• [TRY IT]
Copy each line in the data below that contains the word "brown".

────────

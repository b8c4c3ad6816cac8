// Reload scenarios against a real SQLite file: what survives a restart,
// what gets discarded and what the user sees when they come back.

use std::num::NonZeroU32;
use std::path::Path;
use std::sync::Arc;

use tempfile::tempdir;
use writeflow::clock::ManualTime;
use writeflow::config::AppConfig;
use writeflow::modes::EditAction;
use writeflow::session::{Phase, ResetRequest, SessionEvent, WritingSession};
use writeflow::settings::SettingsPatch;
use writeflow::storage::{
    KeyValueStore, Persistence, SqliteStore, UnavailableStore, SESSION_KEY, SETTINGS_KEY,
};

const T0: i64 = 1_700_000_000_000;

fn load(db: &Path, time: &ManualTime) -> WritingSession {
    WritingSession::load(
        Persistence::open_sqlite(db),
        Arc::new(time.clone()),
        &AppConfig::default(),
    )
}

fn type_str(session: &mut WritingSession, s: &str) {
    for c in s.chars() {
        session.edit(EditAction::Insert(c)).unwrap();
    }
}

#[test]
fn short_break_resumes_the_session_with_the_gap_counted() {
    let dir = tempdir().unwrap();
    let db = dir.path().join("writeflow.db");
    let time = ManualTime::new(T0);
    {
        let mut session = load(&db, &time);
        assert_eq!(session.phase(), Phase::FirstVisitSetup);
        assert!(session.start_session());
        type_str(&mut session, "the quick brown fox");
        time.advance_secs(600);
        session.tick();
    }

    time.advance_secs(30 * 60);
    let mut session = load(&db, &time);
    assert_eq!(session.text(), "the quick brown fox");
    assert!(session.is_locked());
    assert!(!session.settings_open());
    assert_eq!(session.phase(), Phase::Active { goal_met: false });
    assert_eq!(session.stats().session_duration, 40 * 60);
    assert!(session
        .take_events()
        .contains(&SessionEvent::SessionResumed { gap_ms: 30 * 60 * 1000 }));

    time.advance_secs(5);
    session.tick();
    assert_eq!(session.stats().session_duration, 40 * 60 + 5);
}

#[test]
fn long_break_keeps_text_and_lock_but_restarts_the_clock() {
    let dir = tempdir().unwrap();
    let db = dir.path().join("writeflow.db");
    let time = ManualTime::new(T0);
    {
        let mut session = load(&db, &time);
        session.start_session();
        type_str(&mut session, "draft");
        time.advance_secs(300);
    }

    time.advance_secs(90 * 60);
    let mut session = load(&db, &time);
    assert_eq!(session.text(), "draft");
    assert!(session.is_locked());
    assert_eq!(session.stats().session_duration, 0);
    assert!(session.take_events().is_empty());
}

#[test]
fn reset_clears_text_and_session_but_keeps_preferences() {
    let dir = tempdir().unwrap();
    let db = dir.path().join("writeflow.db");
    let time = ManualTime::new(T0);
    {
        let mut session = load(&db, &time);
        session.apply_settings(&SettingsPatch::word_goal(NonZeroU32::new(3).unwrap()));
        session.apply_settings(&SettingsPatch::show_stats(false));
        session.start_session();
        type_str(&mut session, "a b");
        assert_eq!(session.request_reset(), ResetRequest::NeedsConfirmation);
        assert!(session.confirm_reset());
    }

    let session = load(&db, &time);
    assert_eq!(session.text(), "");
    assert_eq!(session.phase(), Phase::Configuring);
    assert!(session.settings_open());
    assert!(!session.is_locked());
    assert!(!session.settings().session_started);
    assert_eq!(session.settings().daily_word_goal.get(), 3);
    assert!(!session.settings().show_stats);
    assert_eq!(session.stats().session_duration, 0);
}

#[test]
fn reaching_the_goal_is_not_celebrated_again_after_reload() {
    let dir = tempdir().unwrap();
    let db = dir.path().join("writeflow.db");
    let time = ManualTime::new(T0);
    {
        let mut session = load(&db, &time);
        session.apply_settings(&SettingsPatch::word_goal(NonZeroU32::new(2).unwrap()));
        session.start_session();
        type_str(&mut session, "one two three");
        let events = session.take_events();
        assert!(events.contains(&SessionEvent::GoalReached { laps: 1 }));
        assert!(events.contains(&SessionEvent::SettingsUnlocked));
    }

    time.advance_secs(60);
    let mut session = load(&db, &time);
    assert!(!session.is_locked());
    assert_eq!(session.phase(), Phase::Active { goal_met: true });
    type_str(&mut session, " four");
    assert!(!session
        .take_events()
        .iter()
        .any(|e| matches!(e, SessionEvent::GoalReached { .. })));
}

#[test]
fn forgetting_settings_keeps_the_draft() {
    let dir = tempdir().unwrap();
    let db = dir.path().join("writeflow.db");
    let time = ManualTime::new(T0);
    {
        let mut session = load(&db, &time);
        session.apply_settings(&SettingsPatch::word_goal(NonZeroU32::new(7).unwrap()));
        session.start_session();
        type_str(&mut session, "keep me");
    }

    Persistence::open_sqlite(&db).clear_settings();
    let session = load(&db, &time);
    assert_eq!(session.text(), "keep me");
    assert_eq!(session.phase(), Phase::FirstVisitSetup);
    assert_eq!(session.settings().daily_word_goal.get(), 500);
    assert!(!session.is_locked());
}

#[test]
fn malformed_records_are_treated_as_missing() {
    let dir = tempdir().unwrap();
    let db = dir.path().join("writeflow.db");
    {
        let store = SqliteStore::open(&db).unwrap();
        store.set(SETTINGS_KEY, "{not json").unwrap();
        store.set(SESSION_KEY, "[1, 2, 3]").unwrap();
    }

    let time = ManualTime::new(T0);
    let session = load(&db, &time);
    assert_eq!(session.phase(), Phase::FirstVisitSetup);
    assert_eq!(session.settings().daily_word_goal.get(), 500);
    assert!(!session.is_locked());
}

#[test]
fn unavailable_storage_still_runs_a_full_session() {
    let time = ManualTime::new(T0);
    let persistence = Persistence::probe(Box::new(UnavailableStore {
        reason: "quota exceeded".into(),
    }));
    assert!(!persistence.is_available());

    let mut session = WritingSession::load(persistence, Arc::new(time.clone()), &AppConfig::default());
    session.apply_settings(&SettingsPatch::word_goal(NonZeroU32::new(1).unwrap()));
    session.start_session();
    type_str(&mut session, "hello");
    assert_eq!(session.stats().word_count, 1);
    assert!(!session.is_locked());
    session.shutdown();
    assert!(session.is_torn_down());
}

────────

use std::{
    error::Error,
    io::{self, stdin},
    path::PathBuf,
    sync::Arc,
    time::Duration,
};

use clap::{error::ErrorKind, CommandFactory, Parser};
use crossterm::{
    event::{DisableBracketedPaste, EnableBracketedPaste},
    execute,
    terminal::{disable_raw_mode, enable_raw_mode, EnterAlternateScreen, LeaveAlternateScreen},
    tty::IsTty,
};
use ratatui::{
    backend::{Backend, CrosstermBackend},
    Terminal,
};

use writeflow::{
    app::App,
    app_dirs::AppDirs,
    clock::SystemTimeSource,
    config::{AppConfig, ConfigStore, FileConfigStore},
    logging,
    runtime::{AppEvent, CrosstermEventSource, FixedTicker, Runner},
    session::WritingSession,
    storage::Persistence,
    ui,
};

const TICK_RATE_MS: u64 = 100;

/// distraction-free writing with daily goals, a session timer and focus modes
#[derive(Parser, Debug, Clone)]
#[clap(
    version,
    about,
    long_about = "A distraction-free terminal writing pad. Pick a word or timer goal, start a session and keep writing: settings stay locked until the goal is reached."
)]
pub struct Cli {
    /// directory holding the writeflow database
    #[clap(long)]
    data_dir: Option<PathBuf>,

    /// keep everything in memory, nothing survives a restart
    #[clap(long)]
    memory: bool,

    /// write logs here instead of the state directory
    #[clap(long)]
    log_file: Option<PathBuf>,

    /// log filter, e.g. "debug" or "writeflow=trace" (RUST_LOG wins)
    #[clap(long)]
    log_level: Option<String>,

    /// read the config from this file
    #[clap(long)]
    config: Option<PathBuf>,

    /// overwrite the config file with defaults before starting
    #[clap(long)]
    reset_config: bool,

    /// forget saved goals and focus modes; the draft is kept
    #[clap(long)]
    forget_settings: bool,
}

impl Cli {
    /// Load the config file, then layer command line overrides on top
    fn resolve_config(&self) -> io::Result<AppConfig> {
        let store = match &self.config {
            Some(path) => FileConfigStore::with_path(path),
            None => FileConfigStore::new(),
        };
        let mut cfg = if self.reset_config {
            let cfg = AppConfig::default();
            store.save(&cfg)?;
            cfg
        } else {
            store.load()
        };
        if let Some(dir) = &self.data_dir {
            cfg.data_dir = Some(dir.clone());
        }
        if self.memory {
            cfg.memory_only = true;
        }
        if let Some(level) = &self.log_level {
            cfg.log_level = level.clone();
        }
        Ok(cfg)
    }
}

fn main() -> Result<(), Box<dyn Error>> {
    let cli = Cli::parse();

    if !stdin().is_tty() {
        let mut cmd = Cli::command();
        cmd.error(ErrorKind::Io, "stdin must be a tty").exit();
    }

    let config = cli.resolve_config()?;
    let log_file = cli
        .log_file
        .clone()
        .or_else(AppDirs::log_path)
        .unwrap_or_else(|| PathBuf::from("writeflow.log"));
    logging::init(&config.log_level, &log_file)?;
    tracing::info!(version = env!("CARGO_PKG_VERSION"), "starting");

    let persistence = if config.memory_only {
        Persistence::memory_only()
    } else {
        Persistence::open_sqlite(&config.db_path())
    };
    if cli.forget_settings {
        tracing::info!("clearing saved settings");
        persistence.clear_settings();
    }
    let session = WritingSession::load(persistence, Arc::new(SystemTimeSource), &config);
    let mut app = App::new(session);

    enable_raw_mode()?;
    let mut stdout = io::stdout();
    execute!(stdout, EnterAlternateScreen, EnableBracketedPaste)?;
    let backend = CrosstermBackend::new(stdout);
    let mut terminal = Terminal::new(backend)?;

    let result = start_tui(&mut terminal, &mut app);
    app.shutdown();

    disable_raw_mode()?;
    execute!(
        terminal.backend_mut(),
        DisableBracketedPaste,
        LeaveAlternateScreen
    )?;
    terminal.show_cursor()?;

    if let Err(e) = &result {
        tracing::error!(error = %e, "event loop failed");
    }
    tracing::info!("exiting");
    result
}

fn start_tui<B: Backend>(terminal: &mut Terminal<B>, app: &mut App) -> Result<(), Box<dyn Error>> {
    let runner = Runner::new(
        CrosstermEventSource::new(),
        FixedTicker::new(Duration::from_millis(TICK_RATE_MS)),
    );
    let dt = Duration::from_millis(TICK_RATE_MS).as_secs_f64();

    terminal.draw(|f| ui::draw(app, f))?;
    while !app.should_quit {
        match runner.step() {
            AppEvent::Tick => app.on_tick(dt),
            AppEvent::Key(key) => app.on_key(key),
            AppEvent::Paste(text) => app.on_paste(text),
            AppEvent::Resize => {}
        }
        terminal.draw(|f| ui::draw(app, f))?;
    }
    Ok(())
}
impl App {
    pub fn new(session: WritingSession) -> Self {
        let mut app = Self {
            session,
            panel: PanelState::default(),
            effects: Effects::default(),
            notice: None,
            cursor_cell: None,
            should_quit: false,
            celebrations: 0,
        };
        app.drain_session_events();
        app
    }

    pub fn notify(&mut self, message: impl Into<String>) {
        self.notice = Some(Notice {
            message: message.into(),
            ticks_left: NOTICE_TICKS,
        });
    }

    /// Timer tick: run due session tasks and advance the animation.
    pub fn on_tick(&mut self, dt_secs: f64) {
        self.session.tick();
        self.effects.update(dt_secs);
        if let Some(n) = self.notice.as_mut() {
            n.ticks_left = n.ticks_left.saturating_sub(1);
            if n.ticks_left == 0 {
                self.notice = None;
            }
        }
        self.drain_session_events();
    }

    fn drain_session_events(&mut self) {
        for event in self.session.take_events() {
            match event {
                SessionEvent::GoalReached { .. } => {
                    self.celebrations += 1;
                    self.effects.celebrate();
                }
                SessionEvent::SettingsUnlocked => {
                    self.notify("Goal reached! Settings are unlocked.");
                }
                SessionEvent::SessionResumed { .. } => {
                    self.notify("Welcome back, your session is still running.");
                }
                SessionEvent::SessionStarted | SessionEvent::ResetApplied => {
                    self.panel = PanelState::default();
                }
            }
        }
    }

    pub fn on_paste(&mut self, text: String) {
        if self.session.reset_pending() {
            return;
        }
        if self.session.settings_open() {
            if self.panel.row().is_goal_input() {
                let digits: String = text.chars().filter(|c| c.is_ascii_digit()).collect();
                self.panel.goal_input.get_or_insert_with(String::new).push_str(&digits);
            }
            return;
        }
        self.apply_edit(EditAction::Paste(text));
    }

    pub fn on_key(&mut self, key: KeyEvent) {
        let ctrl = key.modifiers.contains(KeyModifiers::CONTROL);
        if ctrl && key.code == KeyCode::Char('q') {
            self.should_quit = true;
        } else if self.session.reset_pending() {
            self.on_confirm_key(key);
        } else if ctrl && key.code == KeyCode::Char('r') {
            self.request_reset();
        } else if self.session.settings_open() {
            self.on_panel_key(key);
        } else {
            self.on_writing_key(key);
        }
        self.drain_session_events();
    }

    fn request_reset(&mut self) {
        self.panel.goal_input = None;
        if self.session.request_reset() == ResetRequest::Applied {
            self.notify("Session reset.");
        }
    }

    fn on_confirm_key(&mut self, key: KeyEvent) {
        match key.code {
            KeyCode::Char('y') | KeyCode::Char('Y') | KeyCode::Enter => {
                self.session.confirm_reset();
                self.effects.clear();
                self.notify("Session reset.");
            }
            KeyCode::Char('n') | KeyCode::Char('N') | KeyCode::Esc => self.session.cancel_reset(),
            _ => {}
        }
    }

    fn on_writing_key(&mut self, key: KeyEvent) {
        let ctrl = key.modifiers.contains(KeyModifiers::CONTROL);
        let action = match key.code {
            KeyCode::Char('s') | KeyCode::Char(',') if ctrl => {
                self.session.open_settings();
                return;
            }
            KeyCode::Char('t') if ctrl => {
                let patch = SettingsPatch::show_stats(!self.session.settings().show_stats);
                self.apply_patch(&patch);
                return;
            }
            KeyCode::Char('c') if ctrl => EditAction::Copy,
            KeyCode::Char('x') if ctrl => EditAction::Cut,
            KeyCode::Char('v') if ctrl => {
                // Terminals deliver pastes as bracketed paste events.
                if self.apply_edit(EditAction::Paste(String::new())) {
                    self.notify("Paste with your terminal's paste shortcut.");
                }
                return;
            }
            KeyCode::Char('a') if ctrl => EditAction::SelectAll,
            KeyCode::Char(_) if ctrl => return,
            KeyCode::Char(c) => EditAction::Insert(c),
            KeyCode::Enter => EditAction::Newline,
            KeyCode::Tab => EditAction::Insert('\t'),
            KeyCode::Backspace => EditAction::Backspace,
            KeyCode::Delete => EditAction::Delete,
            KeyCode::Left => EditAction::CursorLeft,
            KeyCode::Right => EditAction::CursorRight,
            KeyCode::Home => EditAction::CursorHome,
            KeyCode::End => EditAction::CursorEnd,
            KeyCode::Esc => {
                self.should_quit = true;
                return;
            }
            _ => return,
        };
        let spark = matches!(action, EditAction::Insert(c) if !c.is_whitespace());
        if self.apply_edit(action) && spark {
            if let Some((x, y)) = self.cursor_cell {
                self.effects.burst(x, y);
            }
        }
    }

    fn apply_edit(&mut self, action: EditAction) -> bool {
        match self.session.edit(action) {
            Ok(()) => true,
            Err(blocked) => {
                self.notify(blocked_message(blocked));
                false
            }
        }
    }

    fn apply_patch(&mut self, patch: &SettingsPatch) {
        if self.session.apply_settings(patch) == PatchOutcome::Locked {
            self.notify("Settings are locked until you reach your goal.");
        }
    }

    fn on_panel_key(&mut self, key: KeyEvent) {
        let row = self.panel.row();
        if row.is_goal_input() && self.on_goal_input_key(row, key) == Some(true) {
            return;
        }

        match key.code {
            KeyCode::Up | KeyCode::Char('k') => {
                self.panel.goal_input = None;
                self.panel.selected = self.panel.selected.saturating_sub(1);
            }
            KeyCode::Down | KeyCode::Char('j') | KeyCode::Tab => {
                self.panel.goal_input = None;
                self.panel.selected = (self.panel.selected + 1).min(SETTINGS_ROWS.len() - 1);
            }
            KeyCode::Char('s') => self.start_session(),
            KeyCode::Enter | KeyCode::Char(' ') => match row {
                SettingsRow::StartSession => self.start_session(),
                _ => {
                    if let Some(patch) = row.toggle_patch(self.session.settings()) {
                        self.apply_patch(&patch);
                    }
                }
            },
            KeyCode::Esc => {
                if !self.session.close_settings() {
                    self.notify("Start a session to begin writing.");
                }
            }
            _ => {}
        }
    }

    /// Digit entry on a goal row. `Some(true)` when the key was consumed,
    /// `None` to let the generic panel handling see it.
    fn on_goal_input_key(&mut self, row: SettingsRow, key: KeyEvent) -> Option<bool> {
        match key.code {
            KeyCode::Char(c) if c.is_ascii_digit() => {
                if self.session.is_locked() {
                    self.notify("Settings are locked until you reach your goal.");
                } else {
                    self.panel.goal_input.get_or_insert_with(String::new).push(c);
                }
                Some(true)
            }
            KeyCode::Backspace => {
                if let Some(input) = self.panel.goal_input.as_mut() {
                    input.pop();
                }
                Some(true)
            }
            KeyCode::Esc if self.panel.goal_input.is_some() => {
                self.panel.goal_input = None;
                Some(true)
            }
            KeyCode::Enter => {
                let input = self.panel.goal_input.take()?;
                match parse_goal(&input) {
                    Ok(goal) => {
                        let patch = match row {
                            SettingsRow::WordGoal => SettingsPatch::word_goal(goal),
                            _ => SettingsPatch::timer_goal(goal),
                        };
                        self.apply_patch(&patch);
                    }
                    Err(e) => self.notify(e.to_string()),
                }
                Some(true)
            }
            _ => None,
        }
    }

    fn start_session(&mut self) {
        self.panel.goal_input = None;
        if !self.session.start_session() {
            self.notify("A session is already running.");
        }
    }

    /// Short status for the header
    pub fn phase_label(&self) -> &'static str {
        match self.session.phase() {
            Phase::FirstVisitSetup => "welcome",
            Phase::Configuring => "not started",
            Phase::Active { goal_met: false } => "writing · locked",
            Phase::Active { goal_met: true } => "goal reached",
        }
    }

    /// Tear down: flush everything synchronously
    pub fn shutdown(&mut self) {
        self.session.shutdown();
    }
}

────────

• [RESULT]
        type_str(&mut session, "the quick brown fox");
    assert_eq!(session.text(), "the quick brown fox");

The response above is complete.